__EXERCISE DIRECTIONS__. All records need to be reproduced exactly. Keep every word as it is.

__Data excerpts__.
• • • •

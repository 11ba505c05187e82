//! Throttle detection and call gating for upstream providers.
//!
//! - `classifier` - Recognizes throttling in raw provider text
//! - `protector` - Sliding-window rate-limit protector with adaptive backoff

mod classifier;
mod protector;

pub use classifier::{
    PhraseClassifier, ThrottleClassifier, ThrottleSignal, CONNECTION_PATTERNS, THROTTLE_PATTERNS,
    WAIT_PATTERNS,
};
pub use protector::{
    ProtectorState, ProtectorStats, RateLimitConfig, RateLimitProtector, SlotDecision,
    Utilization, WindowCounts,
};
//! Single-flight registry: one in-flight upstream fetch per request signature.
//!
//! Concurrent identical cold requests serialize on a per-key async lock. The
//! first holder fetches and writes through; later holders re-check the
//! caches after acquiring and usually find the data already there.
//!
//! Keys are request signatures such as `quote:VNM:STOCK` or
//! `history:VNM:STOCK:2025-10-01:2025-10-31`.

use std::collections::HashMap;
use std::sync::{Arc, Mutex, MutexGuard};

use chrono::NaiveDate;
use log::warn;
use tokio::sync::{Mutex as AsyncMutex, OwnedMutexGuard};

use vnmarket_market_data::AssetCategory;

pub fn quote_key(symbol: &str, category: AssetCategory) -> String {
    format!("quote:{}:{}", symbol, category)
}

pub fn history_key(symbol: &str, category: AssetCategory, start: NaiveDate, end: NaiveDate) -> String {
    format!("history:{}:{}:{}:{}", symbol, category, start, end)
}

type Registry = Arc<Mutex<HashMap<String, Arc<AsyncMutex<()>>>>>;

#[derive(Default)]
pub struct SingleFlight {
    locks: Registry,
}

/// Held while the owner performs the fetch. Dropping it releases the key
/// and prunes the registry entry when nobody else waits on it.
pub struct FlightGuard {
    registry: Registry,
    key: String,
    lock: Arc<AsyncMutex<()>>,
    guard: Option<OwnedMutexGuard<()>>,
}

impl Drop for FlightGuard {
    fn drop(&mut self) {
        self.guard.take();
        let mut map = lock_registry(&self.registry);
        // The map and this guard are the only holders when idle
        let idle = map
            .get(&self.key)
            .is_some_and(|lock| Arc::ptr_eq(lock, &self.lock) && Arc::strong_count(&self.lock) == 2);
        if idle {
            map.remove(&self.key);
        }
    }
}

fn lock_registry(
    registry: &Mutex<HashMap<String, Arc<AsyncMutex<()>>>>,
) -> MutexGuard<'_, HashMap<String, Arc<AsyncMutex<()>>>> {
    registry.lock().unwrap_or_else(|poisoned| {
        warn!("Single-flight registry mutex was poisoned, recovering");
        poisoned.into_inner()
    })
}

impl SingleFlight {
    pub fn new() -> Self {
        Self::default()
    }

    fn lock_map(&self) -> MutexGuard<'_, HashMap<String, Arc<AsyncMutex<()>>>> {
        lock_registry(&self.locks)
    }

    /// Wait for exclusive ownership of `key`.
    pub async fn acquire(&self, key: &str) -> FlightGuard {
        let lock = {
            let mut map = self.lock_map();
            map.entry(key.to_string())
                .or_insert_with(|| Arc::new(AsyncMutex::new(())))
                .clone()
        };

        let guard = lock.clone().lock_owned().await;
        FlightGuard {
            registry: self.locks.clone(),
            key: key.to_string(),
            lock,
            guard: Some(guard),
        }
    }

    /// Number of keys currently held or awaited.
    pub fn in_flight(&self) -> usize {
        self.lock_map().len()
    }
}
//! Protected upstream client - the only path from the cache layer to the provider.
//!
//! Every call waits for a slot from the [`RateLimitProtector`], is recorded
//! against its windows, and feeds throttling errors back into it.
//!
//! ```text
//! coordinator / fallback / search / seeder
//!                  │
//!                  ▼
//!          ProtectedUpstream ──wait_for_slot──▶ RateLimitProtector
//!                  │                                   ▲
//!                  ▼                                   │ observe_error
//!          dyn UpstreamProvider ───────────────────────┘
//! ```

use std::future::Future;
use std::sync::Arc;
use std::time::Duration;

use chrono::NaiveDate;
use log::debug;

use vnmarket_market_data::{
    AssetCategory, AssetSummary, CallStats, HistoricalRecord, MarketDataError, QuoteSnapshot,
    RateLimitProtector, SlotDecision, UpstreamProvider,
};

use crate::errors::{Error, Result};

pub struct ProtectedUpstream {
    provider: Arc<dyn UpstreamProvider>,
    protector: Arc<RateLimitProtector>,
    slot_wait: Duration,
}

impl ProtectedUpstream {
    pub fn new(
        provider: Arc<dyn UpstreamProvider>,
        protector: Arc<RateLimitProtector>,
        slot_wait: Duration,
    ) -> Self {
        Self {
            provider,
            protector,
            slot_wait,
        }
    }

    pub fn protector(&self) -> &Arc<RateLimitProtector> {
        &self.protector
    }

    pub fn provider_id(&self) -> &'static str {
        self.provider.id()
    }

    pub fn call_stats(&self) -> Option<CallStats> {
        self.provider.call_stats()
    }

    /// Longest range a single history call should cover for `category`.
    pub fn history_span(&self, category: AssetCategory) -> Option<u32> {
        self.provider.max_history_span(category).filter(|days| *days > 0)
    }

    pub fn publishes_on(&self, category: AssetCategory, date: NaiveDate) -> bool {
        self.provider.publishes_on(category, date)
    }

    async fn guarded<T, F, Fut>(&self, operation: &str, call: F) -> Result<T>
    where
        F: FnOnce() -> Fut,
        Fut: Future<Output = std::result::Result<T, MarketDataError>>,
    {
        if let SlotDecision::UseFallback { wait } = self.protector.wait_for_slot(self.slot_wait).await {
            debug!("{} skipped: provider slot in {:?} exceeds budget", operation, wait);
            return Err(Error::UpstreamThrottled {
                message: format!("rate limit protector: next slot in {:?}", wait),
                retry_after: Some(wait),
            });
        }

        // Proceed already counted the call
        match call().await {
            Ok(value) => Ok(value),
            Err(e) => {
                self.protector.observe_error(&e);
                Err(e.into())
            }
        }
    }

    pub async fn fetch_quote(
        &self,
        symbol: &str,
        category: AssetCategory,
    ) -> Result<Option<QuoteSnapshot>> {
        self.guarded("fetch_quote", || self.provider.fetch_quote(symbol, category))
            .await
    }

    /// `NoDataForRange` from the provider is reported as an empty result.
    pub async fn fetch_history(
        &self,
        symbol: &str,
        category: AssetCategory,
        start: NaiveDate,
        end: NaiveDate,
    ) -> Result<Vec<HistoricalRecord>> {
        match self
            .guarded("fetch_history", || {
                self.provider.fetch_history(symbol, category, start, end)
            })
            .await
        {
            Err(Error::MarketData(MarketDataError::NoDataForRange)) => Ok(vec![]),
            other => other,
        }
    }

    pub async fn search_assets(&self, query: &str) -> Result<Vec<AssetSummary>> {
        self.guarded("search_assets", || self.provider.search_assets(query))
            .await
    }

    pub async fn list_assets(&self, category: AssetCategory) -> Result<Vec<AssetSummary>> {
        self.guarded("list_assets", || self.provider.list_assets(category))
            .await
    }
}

• • • •

__TASK SOLUTION__.
repository 11ba505c05187e82
//! Throttle detection and call gating for upstream providers.
//!
//! - `classifier` - Recognizes throttling in raw provider text
//! - `protector` - Sliding-window rate-limit protector with adaptive backoff

mod classifier;
mod protector;

pub use classifier::{
    PhraseClassifier, ThrottleClassifier, ThrottleSignal, CONNECTION_PATTERNS, THROTTLE_PATTERNS,
    WAIT_PATTERNS,
};
pub use protector::{
    ProtectorState, ProtectorStats, RateLimitConfig, RateLimitProtector, SlotDecision,
    Utilization, WindowCounts,
};
//! Single-flight registry: one in-flight upstream fetch per request signature.
//!
//! Concurrent identical cold requests serialize on a per-key async lock. The
//! first holder fetches and writes through; later holders re-check the
//! caches after acquiring and usually find the data already there.
//!
//! Keys are request signatures such as `quote:VNM:STOCK` or
//! `history:VNM:STOCK:2025-10-01:2025-10-31`.

use std::collections::HashMap;
use std::sync::{Arc, Mutex, MutexGuard};

use chrono::NaiveDate;
use log::warn;
use tokio::sync::{Mutex as AsyncMutex, OwnedMutexGuard};

use vnmarket_market_data::AssetCategory;

pub fn quote_key(symbol: &str, category: AssetCategory) -> String {
    format!("quote:{}:{}", symbol, category)
}

pub fn history_key(symbol: &str, category: AssetCategory, start: NaiveDate, end: NaiveDate) -> String {
    format!("history:{}:{}:{}:{}", symbol, category, start, end)
}

type Registry = Arc<Mutex<HashMap<String, Arc<AsyncMutex<()>>>>>;

#[derive(Default)]
pub struct SingleFlight {
    locks: Registry,
}

/// Held while the owner performs the fetch. Dropping it releases the key
/// and prunes the registry entry when nobody else waits on it.
pub struct FlightGuard {
    registry: Registry,
    key: String,
    lock: Arc<AsyncMutex<()>>,
    guard: Option<OwnedMutexGuard<()>>,
}

impl Drop for FlightGuard {
    fn drop(&mut self) {
        self.guard.take();
        let mut map = lock_registry(&self.registry);
        // The map and this guard are the only holders when idle
        let idle = map
            .get(&self.key)
            .is_some_and(|lock| Arc::ptr_eq(lock, &self.lock) && Arc::strong_count(&self.lock) == 2);
        if idle {
            map.remove(&self.key);
        }
    }
}

fn lock_registry(
    registry: &Mutex<HashMap<String, Arc<AsyncMutex<()>>>>,
) -> MutexGuard<'_, HashMap<String, Arc<AsyncMutex<()>>>> {
    registry.lock().unwrap_or_else(|poisoned| {
        warn!("Single-flight registry mutex was poisoned, recovering");
        poisoned.into_inner()
    })
}

impl SingleFlight {
    pub fn new() -> Self {
        Self::default()
    }

    fn lock_map(&self) -> MutexGuard<'_, HashMap<String, Arc<AsyncMutex<()>>>> {
        lock_registry(&self.locks)
    }

    /// Wait for exclusive ownership of `key`.
    pub async fn acquire(&self, key: &str) -> FlightGuard {
        let lock = {
            let mut map = self.lock_map();
            map.entry(key.to_string())
                .or_insert_with(|| Arc::new(AsyncMutex::new(())))
                .clone()
        };

        let guard = lock.clone().lock_owned().await;
        FlightGuard {
            registry: self.locks.clone(),
            key: key.to_string(),
            lock,
            guard: Some(guard),
        }
    }

    /// Number of keys currently held or awaited.
    pub fn in_flight(&self) -> usize {
        self.lock_map().len()
    }
}
//! Protected upstream client - the only path from the cache layer to the provider.
//!
//! Every call waits for a slot from the [`RateLimitProtector`], is recorded
//! against its windows, and feeds throttling errors back into it.
//!
//! ```text
//! coordinator / fallback / search / seeder
//!                  │
//!                  ▼
//!          ProtectedUpstream ──wait_for_slot──▶ RateLimitProtector
//!                  │                                   ▲
//!                  ▼                                   │ observe_error
//!          dyn UpstreamProvider ───────────────────────┘
//! ```

use std::future::Future;
use std::sync::Arc;
use std::time::Duration;

use chrono::NaiveDate;
use log::debug;

use vnmarket_market_data::{
    AssetCategory, AssetSummary, CallStats, HistoricalRecord, MarketDataError, QuoteSnapshot,
    RateLimitProtector, SlotDecision, UpstreamProvider,
};

use crate::errors::{Error, Result};

pub struct ProtectedUpstream {
    provider: Arc<dyn UpstreamProvider>,
    protector: Arc<RateLimitProtector>,
    slot_wait: Duration,
}

impl ProtectedUpstream {
    pub fn new(
        provider: Arc<dyn UpstreamProvider>,
        protector: Arc<RateLimitProtector>,
        slot_wait: Duration,
    ) -> Self {
        Self {
            provider,
            protector,
            slot_wait,
        }
    }

    pub fn protector(&self) -> &Arc<RateLimitProtector> {
        &self.protector
    }

    pub fn provider_id(&self) -> &'static str {
        self.provider.id()
    }

    pub fn call_stats(&self) -> Option<CallStats> {
        self.provider.call_stats()
    }

    /// Longest range a single history call should cover for `category`.
    pub fn history_span(&self, category: AssetCategory) -> Option<u32> {
        self.provider.max_history_span(category).filter(|days| *days > 0)
    }

    pub fn publishes_on(&self, category: AssetCategory, date: NaiveDate) -> bool {
        self.provider.publishes_on(category, date)
    }

    async fn guarded<T, F, Fut>(&self, operation: &str, call: F) -> Result<T>
    where
        F: FnOnce() -> Fut,
        Fut: Future<Output = std::result::Result<T, MarketDataError>>,
    {
        if let SlotDecision::UseFallback { wait } = self.protector.wait_for_slot(self.slot_wait).await {
            debug!("{} skipped: provider slot in {:?} exceeds budget", operation, wait);
            return Err(Error::UpstreamThrottled {
                message: format!("rate limit protector: next slot in {:?}", wait),
                retry_after: Some(wait),
            });
        }

        // Proceed already counted the call
        match call().await {
            Ok(value) => Ok(value),
            Err(e) => {
                self.protector.observe_error(&e);
                Err(e.into())
            }
        }
    }

    pub async fn fetch_quote(
        &self,
        symbol: &str,
        category: AssetCategory,
    ) -> Result<Option<QuoteSnapshot>> {
        self.guarded("fetch_quote", || self.provider.fetch_quote(symbol, category))
            .await
    }

    /// `NoDataForRange` from the provider is reported as an empty result.
    pub async fn fetch_history(
        &self,
        symbol: &str,
        category: AssetCategory,
        start: NaiveDate,
        end: NaiveDate,
    ) -> Result<Vec<HistoricalRecord>> {
        match self
            .guarded("fetch_history", || {
                self.provider.fetch_history(symbol, category, start, end)
            })
            .await
        {
            Err(Error::MarketData(MarketDataError::NoDataForRange)) => Ok(vec![]),
            other => other,
        }
    }

    pub async fn search_assets(&self, query: &str) -> Result<Vec<AssetSummary>> {
        self.guarded("search_assets", || self.provider.search_assets(query))
            .await
    }

    pub async fn list_assets(&self, category: AssetCategory) -> Result<Vec<AssetSummary>> {
        self.guarded("list_assets", || self.provider.list_assets(category))
            .await
    }
}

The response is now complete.